December 17 2003 at 2:37 PM
 

 
Larry,
I was watching Fox News last night and the had on a whole bunch of money managers with Neil Cavuto. I noticed that all of these managers seemed excessively bullish and spoke about the strong economy. Only one of those managers stated anything about recent breakdowns in the technicals of many tech stocks like Dell, etc.

You would assume that these money managers tend to know what they are talking about b/c they're obviously well known enough to get on as commentaries for Fox news. What advice would you give to someone relatively new to the COT approach to not get caught up in noise outside of the data that gives them their edge?

My point is that I am recognizing that I could make mistakes by letting outside noise of peers, other market professionals, and news to blur my view of what provides me with an edge. I have done my due dilligence and backtested the COT system so that I am comfortable with it, and I am working on my psychology to accept the risk and not just give lip service.

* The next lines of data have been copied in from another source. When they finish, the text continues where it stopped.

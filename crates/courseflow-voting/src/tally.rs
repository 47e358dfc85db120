//! # Finalization Tally
//!
//! Computes the per-module vote standings for a course's voting round
//! and selects the winning syllabus.
//!
//! ## Determinism
//!
//! Vote counts can legitimately collide, so the ordering must be total
//! and stable: standings sort by distinct-student vote count descending,
//! then by module `order_index` ascending. The first-authored module
//! wins every tie, and re-running the tally over the same rows always
//! produces the same selection.

use std::collections::{HashMap, HashSet};

use serde::{Deserialize, Serialize};

use courseflow_core::{ModuleId, StudentId, REQUIRED_TOPICS};

/// A module eligible in the voting round.
#[derive(Debug, Clone, Copy, PartialEq, Eq)]
pub struct CandidateModule {
    /// The module's identifier.
    pub id: ModuleId,
    /// The module's dense, zero-based authoring position.
    pub order_index: u32,
}

/// One stored (student, module) vote fact.
#[derive(Debug, Clone, Copy, PartialEq, Eq)]
pub struct CastVote {
    /// The voting student.
    pub student: StudentId,
    /// The module voted for.
    pub module: ModuleId,
}

/// A module's standing after the tally.
#[derive(Debug, Clone, Copy, PartialEq, Eq, Serialize, Deserialize)]
pub struct ModuleStanding {
    /// The module's identifier.
    pub module_id: ModuleId,
    /// The module's authoring position (the tie-break key).
    pub order_index: u32,
    /// Number of distinct students who voted for the module.
    pub votes: usize,
}

/// The selection finalization applies: winners in standing order,
/// everything else rejected.
#[derive(Debug, Clone, PartialEq, Eq, Serialize, Deserialize)]
pub struct FinalizationOutcome {
    /// Modules to mark selected, best standing first.
    pub selected: Vec<ModuleId>,
    /// Modules to mark unselected.
    pub rejected: Vec<ModuleId>,
}

/// Tally the voting round: distinct voting students per module, sorted
/// by count descending then `order_index` ascending.
///
/// Vote rows referencing modules outside `modules` are ignored (they
/// can only appear if a module was deleted mid-round; the tally is over
/// the candidate set as it stands at finalization). Duplicate
/// (student, module) rows count once.
pub fn tally_standings(modules: &[CandidateModule], votes: &[CastVote]) -> Vec<ModuleStanding> {
    let candidates: HashMap<ModuleId, u32> =
        modules.iter().map(|m| (m.id, m.order_index)).collect();

    let mut distinct: HashSet<(StudentId, ModuleId)> = HashSet::with_capacity(votes.len());
    let mut counts: HashMap<ModuleId, usize> = HashMap::with_capacity(modules.len());
    for vote in votes {
        if !candidates.contains_key(&vote.module) {
            continue;
        }
        if distinct.insert((vote.student, vote.module)) {
            *counts.entry(vote.module).or_insert(0) += 1;
        }
    }

    let mut standings: Vec<ModuleStanding> = modules
        .iter()
        .map(|m| ModuleStanding {
            module_id: m.id,
            order_index: m.order_index,
            votes: counts.get(&m.id).copied().unwrap_or(0),
        })
        .collect();

    standings.sort_by(|a, b| {
        b.votes
            .cmp(&a.votes)
            .then(a.order_index.cmp(&b.order_index))
    });
    standings
}

/// Split standings into the top-`REQUIRED_TOPICS` winners and the rest.
///
/// Assumes `standings` is already in tally order. Courses reach voting
/// with at least `MIN_TOPICS_FOR_COURSE >= REQUIRED_TOPICS` modules, so
/// the winner set is normally full; a shorter candidate list selects
/// everything.
pub fn select_top(standings: &[ModuleStanding]) -> FinalizationOutcome {
    let cut = REQUIRED_TOPICS.min(standings.len());
    FinalizationOutcome {
        selected: standings[..cut].iter().map(|s| s.module_id).collect(),
        rejected: standings[cut..].iter().map(|s| s.module_id).collect(),
    }
}
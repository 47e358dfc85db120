//! # Check Subcommand
//!
//! Dry-runs a status transition through the validator, including the
//! guard chain, without touching any store. Aggregate counts the guards
//! would read from loaded state are supplied as flags.

use clap::Args;

use courseflow_core::EntityKind;
use courseflow_state::{validate_named, GuardContext};

/// Arguments for the check subcommand.
#[derive(Args, Debug)]
pub struct CheckArgs {
    /// Entity kind: course, lesson, enrollment, or payment.
    pub kind: String,
    /// Current status name (e.g. DRAFT).
    pub from: String,
    /// Requested status name (e.g. TOPIC_VOTING).
    pub to: String,

    /// Module count to feed the guard chain.
    #[arg(long, default_value_t = 0)]
    pub modules: usize,

    /// Lesson count to feed the guard chain.
    #[arg(long, default_value_t = 0)]
    pub lessons: usize,
}

/// Run the dry-run and print the verdict.
pub fn run(args: &CheckArgs) -> anyhow::Result<()> {
    let kind: EntityKind = args.kind.parse()?;
    println!("{}", verdict(kind, args));
    Ok(())
}

/// The rendered verdict line.
pub fn verdict(kind: EntityKind, args: &CheckArgs) -> String {
    let ctx = GuardContext {
        module_count: args.modules,
        lesson_count: args.lessons,
    };
    match validate_named(kind, &args.from, &args.to, &ctx) {
        Ok(()) => format!("ALLOWED  {} {} -> {}", kind, args.from, args.to),
        Err(err) => format!(
            "DENIED   {} {} -> {}  [{}] {}",
            kind,
            args.from,
            args.to,
            err.reason_code(),
            err
        ),
    }
}
//! # Course Routes
//!
//! Routes:
//! - POST   /v1/courses — create a course in DRAFT
//! - GET    /v1/courses/{id} — fetch a course
//! - DELETE /v1/courses/{id} — soft-delete (denied while seats are held)
//! - PUT    /v1/courses/{id}/status — lifecycle status change
//! - POST   /v1/courses/{id}/modules — author a module
//! - GET    /v1/courses/{id}/modules — list modules in authoring order
//! - PUT    /v1/courses/{id}/modules/order — replace the module ordering
//! - PUT    /v1/courses/{id}/teachers — replace teacher assignments
//! - POST   /v1/students — provision a student (demo surface)
//! - POST   /v1/teachers — provision a teacher (demo surface)

use std::num::NonZeroU32;

use axum::extract::{Path, State};
use axum::routing::{get, post, put};
use axum::{Json, Router};
use serde::Deserialize;
use uuid::Uuid;

use courseflow_core::{CourseId, EntityKind, ModuleId, SchoolId, StudentId, TeacherId};
use courseflow_engine::{Course, LifecycleStore, Module, Student, StatusChanged, Teacher};

use crate::error::AppError;
use crate::state::AppState;

/// The course surface router.
pub fn router() -> Router<AppState> {
    Router::new()
        .route("/v1/courses", post(create_course))
        .route("/v1/courses/{id}", get(get_course).delete(delete_course))
        .route("/v1/courses/{id}/status", put(change_status))
        .route("/v1/courses/{id}/modules", post(add_module).get(list_modules))
        .route("/v1/courses/{id}/modules/order", put(reorder_modules))
        .route("/v1/courses/{id}/teachers", put(assign_teachers))
        .route("/v1/students", post(create_student))
        .route("/v1/teachers", post(create_teacher))
}

#[derive(Debug, Deserialize)]
struct CreateCourseRequest {
    school_id: Uuid,
    title: String,
    max_students: u32,
    #[serde(default)]
    price_cents: u64,
}

async fn create_course(
    State(state): State<AppState>,
    Json(req): Json<CreateCourseRequest>,
) -> Result<Json<Course>, AppError> {
    let capacity = NonZeroU32::new(req.max_students)
        .ok_or_else(|| AppError::Validation("max_students must be at least 1".to_string()))?;
    let course = state.engine.create_course(
        SchoolId(req.school_id),
        req.title,
        capacity,
        req.price_cents,
    )?;
    Ok(Json(course))
}

async fn get_course(
    State(state): State<AppState>,
    Path(id): Path<Uuid>,
) -> Result<Json<Course>, AppError> {
    Ok(Json(state.engine.course(CourseId(id))?))
}

async fn delete_course(
    State(state): State<AppState>,
    Path(id): Path<Uuid>,
) -> Result<Json<serde_json::Value>, AppError> {
    state.engine.delete_course(CourseId(id))?;
    Ok(Json(serde_json::json!({ "deleted": true })))
}

#[derive(Debug, Deserialize)]
struct ChangeStatusRequest {
    status: String,
    #[serde(default)]
    reason: Option<String>,
}

async fn change_status(
    State(state): State<AppState>,
    Path(id): Path<Uuid>,
    Json(req): Json<ChangeStatusRequest>,
) -> Result<Json<StatusChanged>, AppError> {
    let changed = state
        .engine
        .change_status(EntityKind::Course, id, &req.status, req.reason)?;
    Ok(Json(changed))
}

#[derive(Debug, Deserialize)]
struct AddModuleRequest {
    title: String,
}

async fn add_module(
    State(state): State<AppState>,
    Path(id): Path<Uuid>,
    Json(req): Json<AddModuleRequest>,
) -> Result<Json<Module>, AppError> {
    Ok(Json(state.engine.add_module(CourseId(id), req.title)?))
}

async fn list_modules(
    State(state): State<AppState>,
    Path(id): Path<Uuid>,
) -> Result<Json<Vec<Module>>, AppError> {
    Ok(Json(state.engine.modules(CourseId(id))?))
}

#[derive(Debug, Deserialize)]
struct ReorderRequest {
    module_ids: Vec<Uuid>,
}

async fn reorder_modules(
    State(state): State<AppState>,
    Path(id): Path<Uuid>,
    Json(req): Json<ReorderRequest>,
) -> Result<Json<Vec<Module>>, AppError> {
    let ordered: Vec<ModuleId> = req.module_ids.into_iter().map(ModuleId).collect();
    state.engine.reorder_modules(CourseId(id), &ordered)?;
    Ok(Json(state.engine.modules(CourseId(id))?))
}

#[derive(Debug, Deserialize)]
struct AssignTeachersRequest {
    teacher_ids: Vec<Uuid>,
}

async fn assign_teachers(
    State(state): State<AppState>,
    Path(id): Path<Uuid>,
    Json(req): Json<AssignTeachersRequest>,
) -> Result<Json<serde_json::Value>, AppError> {
    let teachers: Vec<TeacherId> = req.teacher_ids.into_iter().map(TeacherId).collect();
    state.engine.assign_teachers(CourseId(id), &teachers)?;
    Ok(Json(serde_json::json!({ "assigned": teachers.len() })))
}

#[derive(Debug, Deserialize)]
struct CreatePersonRequest {
    school_id: Uuid,
    name: String,
}

async fn create_student(
    State(state): State<AppState>,
    Json(req): Json<CreatePersonRequest>,
) -> Result<Json<Student>, AppError> {
    let student = Student {
        id: StudentId::new(),
        school_id: SchoolId(req.school_id),
        name: req.name,
    };
    state
        .engine
        .store()
        .insert_student(student.clone())
        .map_err(courseflow_engine::EngineError::from)?;
    Ok(Json(student))
}

async fn create_teacher(
    State(state): State<AppState>,
    Json(req): Json<CreatePersonRequest>,
) -> Result<Json<Teacher>, AppError> {
    let teacher = Teacher {
        id: TeacherId::new(),
        school_id: SchoolId(req.school_id),
        name: req.name,
    };
    state
        .engine
        .store()
        .insert_teacher(teacher.clone())
        .map_err(courseflow_engine::EngineError::from)?;
    Ok(Json(teacher))
}
//! # courseflow-cli — Courseflow Command-Line Interface
//!
//! Operator tooling over the lifecycle core, useful when configuring a
//! tenant or debugging a denied transition without touching the API.
//!
//! ## Subcommands
//!
//! - `states` — print an entity kind's transition table
//! - `check` — dry-run a status transition through the validator,
//!   including the guard chain
//! - `schedule` — preview a generated lesson schedule without
//!   persisting anything
//!
//! ## Crate Policy
//!
//! - CLI construction (argument parsing) is separated from handlers.
//! - Handlers delegate to the domain crates — no business logic here.

pub mod check;
pub mod schedule;
pub mod states;
//! # courseflow CLI Entry Point
//!
//! Assembles subcommands and dispatches to handler modules.

use clap::Parser;

/// Courseflow CLI — course lifecycle tooling.
///
/// Inspects transition tables, dry-runs status transitions, and
/// previews lesson schedules for the Courseflow platform.
#[derive(Parser, Debug)]
#[command(name = "courseflow", version, about)]
struct Cli {
    #[command(subcommand)]
    command: Commands,
}

#[derive(clap::Subcommand, Debug)]
enum Commands {
    /// Print an entity kind's transition table.
    States(courseflow_cli::states::StatesArgs),
    /// Dry-run a status transition through the validator.
    Check(courseflow_cli::check::CheckArgs),
    /// Preview a generated lesson schedule.
    Schedule(courseflow_cli::schedule::ScheduleArgs),
}

fn main() -> anyhow::Result<()> {
    tracing_subscriber::fmt()
        .with_env_filter(tracing_subscriber::EnvFilter::from_default_env())
        .init();

    let cli = Cli::parse();

    match cli.command {
        Commands::States(args) => courseflow_cli::states::run(&args),
        Commands::Check(args) => courseflow_cli::check::run(&args),
        Commands::Schedule(args) => courseflow_cli::schedule::run(&args),
    }
}
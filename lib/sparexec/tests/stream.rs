#![cfg(all(test, feature = "async"))]
#![allow(clippy::panic_in_result_fn)]

use futures::executor::block_on;
use futures::{StreamExt, TryStreamExt};
use oxrdf::{Dataset, GraphName, NamedNode, Quad, Variable};
use sparexec::{
    CancellationToken, GraphPattern, Multiset, PathExpression, QueryEvaluationError,
    QueryEvaluator,
};
use std::error::Error;

fn ex(name: &str) -> NamedNode {
    NamedNode::new_unchecked(format!("http://example.com/{name}"))
}

fn cycle() -> Dataset {
    [("1", "2"), ("2", "3"), ("3", "1")]
        .into_iter()
        .map(|(s, o)| Quad::new(ex(s), ex("next"), ex(o), GraphName::DefaultGraph))
        .collect()
}

#[test]
fn stream_yields_the_same_solutions() -> Result<(), Box<dyn Error>> {
    let dataset = cycle();
    let context = QueryEvaluator::new().start(&dataset);
    let pattern = GraphPattern::path(
        Variable::new("s")?,
        PathExpression::one_or_more(ex("next")),
        Variable::new("o")?,
    );
    let streamed = block_on(context.evaluate_stream(&pattern).try_collect::<Vec<_>>())?;
    assert_eq!(streamed.len(), 9);
    assert_eq!(
        streamed.into_iter().collect::<Multiset>(),
        context.evaluate(&pattern)?
    );
    Ok(())
}

#[test]
fn cancelled_stream() -> Result<(), Box<dyn Error>> {
    let dataset = cycle();
    let token = CancellationToken::new();
    let context = QueryEvaluator::new()
        .with_cancellation_token(token.clone())
        .start(&dataset);
    let pattern = GraphPattern::path(
        Variable::new("s")?,
        PathExpression::zero_or_more(ex("next")),
        Variable::new("o")?,
    );
    let mut stream = context.evaluate_stream(&pattern);
    assert!(matches!(block_on(stream.next()), Some(Ok(_))));
    token.cancel();
    assert!(matches!(
        block_on(stream.next()),
        Some(Err(QueryEvaluationError::Cancelled))
    ));
    Ok(())
}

I recently looked back at the COT data to re-focus on my edge b/c I found myself thinking that maybe I was on the wrong side. What I found was, if I did this correctly, that some trades were five to seven months early in market direction. Now I understand that whats happened in the past may not happen in the future and that anything can happen. All we have however is historical data. Is it fair to look at this idea that the COT was that early in their trades and that we are only in month five of this current trade? I am concerned that I may be bending data to fit my preconceived notion of market direction. With this info however I could see how we may not begin to see profits on this trade until deep in 2004. Is that fair?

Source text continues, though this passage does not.